Collected data
============================================================

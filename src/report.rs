//! Report construction and rendering
//!
//! One report shape serves every analysis mode: the lexical engine and
//! the schema validator both emit [`Violation`]s, so grouping, counting
//! and rendering live here once. Rendering does no I/O.

use crate::rules::{RuleCategory, Severity, Violation};
use chrono::{DateTime, Utc};
use serde::Serialize;

/// A finished scan: counts plus the flat violation list
#[derive(Debug, Clone, Serialize)]
#[serde(rename_all = "camelCase")]
pub struct ScanReport {
    /// Path that was scanned
    pub scanned: String,
    pub files_scanned: usize,
    /// When the report was built (RFC 3339, UTC)
    pub timestamp: DateTime<Utc>,
    pub total: usize,
    pub critical: usize,
    pub warnings: usize,
    pub info: usize,
    pub violations: Vec<Violation>,
}

impl ScanReport {
    /// Build a report; counts are derived from the violation list so
    /// `critical + warnings + info == total == violations.len()` holds
    /// by construction
    pub fn new(scanned: &str, files_scanned: usize, violations: Vec<Violation>) -> Self {
        let critical = count(&violations, Severity::Critical);
        let warnings = count(&violations, Severity::Warning);
        let info = count(&violations, Severity::Info);
        Self {
            scanned: scanned.to_string(),
            files_scanned,
            timestamp: Utc::now(),
            total: violations.len(),
            critical,
            warnings,
            info,
            violations,
        }
    }

    /// Drop violations below a severity floor or outside a category
    /// allow-list; counts are recomputed
    pub fn filtered(
        self,
        min_severity: Option<Severity>,
        categories: &[RuleCategory],
    ) -> Self {
        let violations: Vec<Violation> = self
            .violations
            .into_iter()
            .filter(|v| min_severity.map_or(true, |floor| v.severity >= floor))
            .filter(|v| categories.is_empty() || categories.contains(&v.category))
            .collect();
        Self::new(&self.scanned, self.files_scanned, violations)
    }

    /// Render as pretty-printed JSON with the stable key set
    pub fn to_json(&self) -> serde_json::Result<String> {
        serde_json::to_string_pretty(self)
    }

    /// Render the grouped textual report
    pub fn to_text(&self) -> String {
        let mut out = String::new();
        out.push_str(&format!("Scan of {}\n", self.scanned));
        out.push_str(&format!(
            "{} file(s) scanned, {} violation(s): {} critical, {} warning, {} info\n",
            self.files_scanned, self.total, self.critical, self.warnings, self.info
        ));

        if self.violations.is_empty() {
            out.push_str("\nNo violations found.\n");
            return out;
        }

        for file in self.files_in_order() {
            out.push_str(&format!("\n{}\n", file));
            out.push_str(&format!("{}\n", "-".repeat(file.len())));
            for v in self.violations.iter().filter(|v| v.file == file) {
                out.push_str(&format!("  line {}: [{}] {}\n", v.line, v.severity, v.message));
                if let Some(ref context) = v.context {
                    out.push_str(&format!("    context: {}\n", context));
                }
                if !v.snippet.is_empty() {
                    out.push_str(&format!("    > {}\n", v.snippet));
                }
                out.push_str(&format!("    fix: {}\n", v.fix));
            }
        }
        out
    }

    /// Gate summary for workflow use: passes iff no critical violation
    pub fn gate(&self) -> (bool, String) {
        if self.critical == 0 {
            (
                true,
                format!(
                    "PASS: no critical violations in {} file(s)",
                    self.files_scanned
                ),
            )
        } else {
            (
                false,
                format!(
                    "FAIL: {} critical violation(s) in {}",
                    self.critical, self.scanned
                ),
            )
        }
    }

    /// Keep only critical violations, for the gate's detail listing
    pub fn critical_only(self) -> Self {
        self.filtered(Some(Severity::Critical), &[])
    }

    fn files_in_order(&self) -> Vec<String> {
        let mut seen = Vec::new();
        for v in &self.violations {
            if !seen.contains(&v.file) {
                seen.push(v.file.clone());
            }
        }
        seen
    }
}

fn count(violations: &[Violation], severity: Severity) -> usize {
    violations.iter().filter(|v| v.severity == severity).count()
}

#[cfg(test)]
mod tests {
    use super::*;
    use crate::rules::{RuleProfile, Violation};

    fn sample_violation(file: &str, line: usize, severity: Severity) -> Violation {
        let profile = RuleProfile::by_name("runtime-compatibility").unwrap();
        let mut v = Violation::from_rule(&profile.rules[0], file, line, 0, "snippet text");
        v.severity = severity;
        v
    }

    #[test]
    fn test_counts_add_up() {
        let violations = vec![
            sample_violation("a.ts", 1, Severity::Critical),
            sample_violation("a.ts", 2, Severity::Warning),
            sample_violation("b.ts", 1, Severity::Warning),
            sample_violation("b.ts", 9, Severity::Info),
        ];
        let report = ScanReport::new("src", 2, violations);
        assert_eq!(report.total, 4);
        assert_eq!(report.critical + report.warnings + report.info, report.total);
        assert_eq!(report.total, report.violations.len());
    }

    #[test]
    fn test_json_keys_are_stable() {
        let report = ScanReport::new("src", 1, vec![sample_violation("a.ts", 3, Severity::Info)]);
        let value: serde_json::Value = serde_json::from_str(&report.to_json().unwrap()).unwrap();
        for key in ["scanned", "filesScanned", "timestamp", "total", "critical", "warnings", "info", "violations"] {
            assert!(value.get(key).is_some(), "missing key {}", key);
        }
        let v = &value["violations"][0];
        for key in ["file", "line", "column", "code", "type", "severity", "message", "fix"] {
            assert!(v.get(key).is_some(), "missing violation key {}", key);
        }
    }

    #[test]
    fn test_text_groups_by_file() {
        let violations = vec![
            sample_violation("a.ts", 1, Severity::Warning),
            sample_violation("b.ts", 2, Severity::Warning),
            sample_violation("a.ts", 5, Severity::Warning),
        ];
        let text = ScanReport::new("src", 2, violations).to_text();
        let a_pos = text.find("\na.ts\n").unwrap();
        let b_pos = text.find("\nb.ts\n").unwrap();
        assert!(a_pos < b_pos);
        // both a.ts violations render under the single a.ts header
        assert_eq!(text.matches("\na.ts\n").count(), 1);
    }

    #[test]
    fn test_gate_passes_without_criticals() {
        let report = ScanReport::new("src", 3, vec![sample_violation("a.ts", 1, Severity::Warning)]);
        let (passed, message) = report.gate();
        assert!(passed);
        assert!(message.starts_with("PASS"));
    }

    #[test]
    fn test_gate_fails_on_critical() {
        let report = ScanReport::new("src", 3, vec![sample_violation("a.ts", 1, Severity::Critical)]);
        let (passed, message) = report.gate();
        assert!(!passed);
        assert!(message.contains("1 critical"));
    }

    #[test]
    fn test_severity_floor_filter() {
        let violations = vec![
            sample_violation("a.ts", 1, Severity::Critical),
            sample_violation("a.ts", 2, Severity::Warning),
            sample_violation("a.ts", 3, Severity::Info),
        ];
        let report = ScanReport::new("src", 1, violations)
            .filtered(Some(Severity::Warning), &[]);
        assert_eq!(report.total, 2);
        assert_eq!(report.info, 0);
    }

    #[test]
    fn test_empty_report_text() {
        let report = ScanReport::new("src", 0, vec![]);
        assert!(report.to_text().contains("No violations found"));
    }
}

============================================================

#### [The task]
Set down the data exactly.

#### [Your solution]
filename src/report.rs
//! Report construction and rendering
//!
//! One report shape serves every analysis mode: the lexical engine and
//! the schema validator both emit [`Violation`]s, so grouping, counting
//! and rendering live here once. Rendering does no I/O.

use crate::rules::{RuleCategory, Severity, Violation};
use chrono::{DateTime, Utc};
use serde::Serialize;

/// A finished scan: counts plus the flat violation list
#[derive(Debug, Clone, Serialize)]
#[serde(rename_all = "camelCase")]
pub struct ScanReport {
    /// Path that was scanned
    pub scanned: String,
    pub files_scanned: usize,
    /// When the report was built (RFC 3339, UTC)
    pub timestamp: DateTime<Utc>,
    pub total: usize,
    pub critical: usize,
    pub warnings: usize,
    pub info: usize,
    pub violations: Vec<Violation>,
}

impl ScanReport {
    /// Build a report; counts are derived from the violation list so
    /// `critical + warnings + info == total == violations.len()` holds
    /// by construction
    pub fn new(scanned: &str, files_scanned: usize, violations: Vec<Violation>) -> Self {
        let critical = count(&violations, Severity::Critical);
        let warnings = count(&violations, Severity::Warning);
        let info = count(&violations, Severity::Info);
        Self {
            scanned: scanned.to_string(),
            files_scanned,
            timestamp: Utc::now(),
            total: violations.len(),
            critical,
            warnings,
            info,
            violations,
        }
    }

    /// Drop violations below a severity floor or outside a category
    /// allow-list; counts are recomputed
    pub fn filtered(
        self,
        min_severity: Option<Severity>,
        categories: &[RuleCategory],
    ) -> Self {
        let violations: Vec<Violation> = self
            .violations
            .into_iter()
            .filter(|v| min_severity.map_or(true, |floor| v.severity >= floor))
            .filter(|v| categories.is_empty() || categories.contains(&v.category))
            .collect();
        Self::new(&self.scanned, self.files_scanned, violations)
    }

    /// Render as pretty-printed JSON with the stable key set
    pub fn to_json(&self) -> serde_json::Result<String> {
        serde_json::to_string_pretty(self)
    }

    /// Render the grouped textual report
    pub fn to_text(&self) -> String {
        let mut out = String::new();
        out.push_str(&format!("Scan of {}\n", self.scanned));
        out.push_str(&format!(
            "{} file(s) scanned, {} violation(s): {} critical, {} warning, {} info\n",
            self.files_scanned, self.total, self.critical, self.warnings, self.info
        ));

        if self.violations.is_empty() {
            out.push_str("\nNo violations found.\n");
            return out;
        }

        for file in self.files_in_order() {
            out.push_str(&format!("\n{}\n", file));
            out.push_str(&format!("{}\n", "-".repeat(file.len())));
            for v in self.violations.iter().filter(|v| v.file == file) {
                out.push_str(&format!("  line {}: [{}] {}\n", v.line, v.severity, v.message));
                if let Some(ref context) = v.context {
                    out.push_str(&format!("    context: {}\n", context));
                }
                if !v.snippet.is_empty() {
                    out.push_str(&format!("    > {}\n", v.snippet));
                }
                out.push_str(&format!("    fix: {}\n", v.fix));
            }
        }
        out
    }

    /// Gate summary for workflow use: passes iff no critical violation
    pub fn gate(&self) -> (bool, String) {
        if self.critical == 0 {
            (
                true,
                format!(
                    "PASS: no critical violations in {} file(s)",
                    self.files_scanned
                ),
            )
        } else {
            (
                false,
                format!(
                    "FAIL: {} critical violation(s) in {}",
                    self.critical, self.scanned
                ),
            )
        }
    }

    /// Keep only critical violations, for the gate's detail listing
    pub fn critical_only(self) -> Self {
        self.filtered(Some(Severity::Critical), &[])
    }

    fn files_in_order(&self) -> Vec<String> {
        let mut seen = Vec::new();
        for v in &self.violations {
            if !seen.contains(&v.file) {
                seen.push(v.file.clone());
            }
        }
        seen
    }
}

fn count(violations: &[Violation], severity: Severity) -> usize {
    violations.iter().filter(|v| v.severity == severity).count()
}

#[cfg(test)]
mod tests {
    use super::*;
    use crate::rules::{RuleProfile, Violation};

    fn sample_violation(file: &str, line: usize, severity: Severity) -> Violation {
        let profile = RuleProfile::by_name("runtime-compatibility").unwrap();
        let mut v = Violation::from_rule(&profile.rules[0], file, line, 0, "snippet text");
        v.severity = severity;
        v
    }

    #[test]
    fn test_counts_add_up() {
        let violations = vec![
            sample_violation("a.ts", 1, Severity::Critical),
            sample_violation("a.ts", 2, Severity::Warning),
            sample_violation("b.ts", 1, Severity::Warning),
            sample_violation("b.ts", 9, Severity::Info),
        ];
        let report = ScanReport::new("src", 2, violations);
        assert_eq!(report.total, 4);
        assert_eq!(report.critical + report.warnings + report.info, report.total);
        assert_eq!(report.total, report.violations.len());
    }

    #[test]
    fn test_json_keys_are_stable() {
        let report = ScanReport::new("src", 1, vec![sample_violation("a.ts", 3, Severity::Info)]);
        let value: serde_json::Value = serde_json::from_str(&report.to_json().unwrap()).unwrap();
        for key in ["scanned", "filesScanned", "timestamp", "total", "critical", "warnings", "info", "violations"] {
            assert!(value.get(key).is_some(), "missing key {}", key);
        }
        let v = &value["violations"][0];
        for key in ["file", "line", "column", "code", "type", "severity", "message", "fix"] {
            assert!(v.get(key).is_some(), "missing violation key {}", key);
        }
    }

    #[test]
    fn test_text_groups_by_file() {
        let violations = vec![
            sample_violation("a.ts", 1, Severity::Warning),
            sample_violation("b.ts", 2, Severity::Warning),
            sample_violation("a.ts", 5, Severity::Warning),
        ];
        let text = ScanReport::new("src", 2, violations).to_text();
        let a_pos = text.find("\na.ts\n").unwrap();
        let b_pos = text.find("\nb.ts\n").unwrap();
        assert!(a_pos < b_pos);
        // both a.ts violations render under the single a.ts header
        assert_eq!(text.matches("\na.ts\n").count(), 1);
    }

    #[test]
    fn test_gate_passes_without_criticals() {
        let report = ScanReport::new("src", 3, vec![sample_violation("a.ts", 1, Severity::Warning)]);
        let (passed, message) = report.gate();
        assert!(passed);
        assert!(message.starts_with("PASS"));
    }

    #[test]
    fn test_gate_fails_on_critical() {
        let report = ScanReport::new("src", 3, vec![sample_violation("a.ts", 1, Severity::Critical)]);
        let (passed, message) = report.gate();
        assert!(!passed);
        assert!(message.contains("1 critical"));
    }

    #[test]
    fn test_severity_floor_filter() {
        let violations = vec![
            sample_violation("a.ts", 1, Severity::Critical),
            sample_violation("a.ts", 2, Severity::Warning),
            sample_violation("a.ts", 3, Severity::Info),
        ];
        let report = ScanReport::new("src", 1, violations)
            .filtered(Some(Severity::Warning), &[]);
        assert_eq!(report.total, 2);
        assert_eq!(report.info, 0);
    }

    #[test]
    fn test_empty_report_text() {
        let report = ScanReport::new("src", 0, vec![]);
        assert!(report.to_text().contains("No violations found"));
    }
}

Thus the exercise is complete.